A large international trial led by the Parkville-based Murdoch Children’s Research Institute is now testing whether the BCG vaccine alone can provide some measure of protection against COVID-19.

The immune-boosting properties of the BCG vaccine prompted Professor Triccas to ponder: could BCG form the backbone of a whole new protein-based COVID-19 vaccine?

“We don’t want to overlook protein vaccines. They have a long track record, they tend to be quite effective, they don’t have complicated storage requirements. And you can develop a lot of doses quite quickly,” said Professor Triccas.

His vaccine combines the BCG shot and a sample of SARS-CoV-2’s spike protein.

BCG acts as the vaccine’s adjuvant, telling the immune system to develop antibodies against the spike protein – theoretically providing lasting immunity against COVID-19.

The vaccine could come in a one or two-jab version, where a person might be given a standard BCG vaccine and then a small booster containing the spike protein.

Millions of doses of BCG are already manufactured each year; the small booster could be quickly and cheaply manufactured, and easily tweaked to cover new variants of the virus.
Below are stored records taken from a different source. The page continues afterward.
use std::net::SocketAddr;
use std::sync::{Arc, Mutex};

use async_trait::async_trait;
use pretty_assertions::assert_eq;
use serde_json::{json, Value};

use imgtext::api::{create_router, AppState};
use imgtext::error::{ImgtextError, Result};
use imgtext::handler::RequestHandler;
use imgtext::models::{ContentBlock, ObjectLocation};
use imgtext::ocr::TextDetector;

#[derive(Default)]
struct StubDetector {
    fail: bool,
    calls: Mutex<Vec<ObjectLocation>>,
}

#[async_trait]
impl TextDetector for StubDetector {
    async fn detect(&self, location: &ObjectLocation) -> Result<Vec<ContentBlock>> {
        self.calls.lock().unwrap().push(location.clone());
        if self.fail {
            return Err(ImgtextError::Textract("AccessDeniedException".to_string()));
        }
        Ok(vec![
            ContentBlock::line("Invoice 1024"),
            ContentBlock::word("Invoice"),
            ContentBlock::line("Total 12.50"),
        ])
    }
}

async fn setup_test_app(detector: Arc<StubDetector>) -> SocketAddr {
    let handler = RequestHandler::new(detector);
    let app = create_router(AppState::new(handler));

    let listener = tokio::net::TcpListener::bind("127.0.0.1:0")
        .await
        .expect("Failed to bind test listener");
    let addr = listener.local_addr().unwrap();

    tokio::spawn(async move {
        axum::serve(listener, app).await.unwrap();
    });

    addr
}

fn assert_fixed_headers(response: &reqwest::Response) {
    let headers = response.headers();
    assert_eq!(headers["content-type"], "*/*");
    assert_eq!(headers["access-control-allow-origin"], "*");
    assert_eq!(headers["access-control-allow-methods"], "'POST','OPTIONS'");
    assert_eq!(
        headers["access-control-allow-headers"],
        "Content-Type, Authorization"
    );
}

#[tokio::test]
async fn post_with_json_body_returns_lines() {
    let detector = Arc::new(StubDetector::default());
    let addr = setup_test_app(detector.clone()).await;

    let response = reqwest::Client::new()
        .post(format!("http://{addr}/extract"))
        .json(&json!({"s3_url": "https://scans.s3.amazonaws.com/2024/invoice.png"}))
        .send()
        .await
        .unwrap();

    assert_eq!(response.status(), 200);
    assert_fixed_headers(&response);
    assert_eq!(
        response.text().await.unwrap(),
        r#"{"text": ["Invoice 1024", "Total 12.50"]}"#
    );
    assert_eq!(
        *detector.calls.lock().unwrap(),
        vec![ObjectLocation::new("scans", "2024/invoice.png")]
    );
}

#[tokio::test]
async fn header_overrides_query_parameter() {
    let detector = Arc::new(StubDetector::default());
    let addr = setup_test_app(detector.clone()).await;

    let response = reqwest::Client::new()
        .get(format!("http://{addr}/"))
        .query(&[("s3_url", "https://fromquery.s3.amazonaws.com/q.png")])
        .header("s3_url", "https://fromheader.s3.amazonaws.com/h.png")
        .send()
        .await
        .unwrap();

    assert_eq!(response.status(), 200);
    assert_eq!(
        *detector.calls.lock().unwrap(),
        vec![ObjectLocation::new("fromheader", "h.png")]
    );
}

#[tokio::test]
async fn ocr_failure_is_reported_in_body_with_200() {
    let detector = Arc::new(StubDetector {
        fail: true,
        ..Default::default()
    });
    let addr = setup_test_app(detector).await;

    let response = reqwest::Client::new()
        .post(format!("http://{addr}/"))
        .query(&[("s3_url", "https://locked.s3.amazonaws.com/secret.png")])
        .send()
        .await
        .unwrap();

    assert_eq!(response.status(), 200);
    assert_fixed_headers(&response);
    let body: Value = serde_json::from_str(&response.text().await.unwrap()).unwrap();
    assert_eq!(
        body,
        json!({"text": {"error": "Unable to process Textract request"}})
    );
}

#[tokio::test]
async fn invalid_json_body_is_a_failed_invocation() {
    let detector = Arc::new(StubDetector::default());
    let addr = setup_test_app(detector.clone()).await;

    let response = reqwest::Client::new()
        .post(format!("http://{addr}/"))
        .header("s3_url", "https://b.s3.amazonaws.com/x.png")
        .body("s3_url=oops")
        .send()
        .await
        .unwrap();

    assert_eq!(response.status(), 502);
    let body: Value = response.json().await.unwrap();
    assert_eq!(body, json!({"message": "Internal server error"}));
    assert!(detector.calls.lock().unwrap().is_empty());
}

#[tokio::test]
async fn missing_address_is_a_failed_invocation() {
    let detector = Arc::new(StubDetector::default());
    let addr = setup_test_app(detector.clone()).await;

    let response = reqwest::Client::new()
        .get(format!("http://{addr}/"))
        .send()
        .await
        .unwrap();

    assert_eq!(response.status(), 502);
    assert!(detector.calls.lock().unwrap().is_empty());
}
“The results showing the generation of a neutralising immune response after only a single dose of BCG-CoVac are impressive. Two doses are required for almost all of the available COVID vaccines,” said associate professor Keith Chappell, a member of the vaccine development team behind the University of Queensland’s aborted COVID jab.

Professor Chappell was not involved in the research.

If that approach can be proven in human trials, developing countries that offer the BCG vaccine could simply add a small extra dose to provide protection against COVID-19.

To progress any further, the team now needs to raise money for human clinical trials.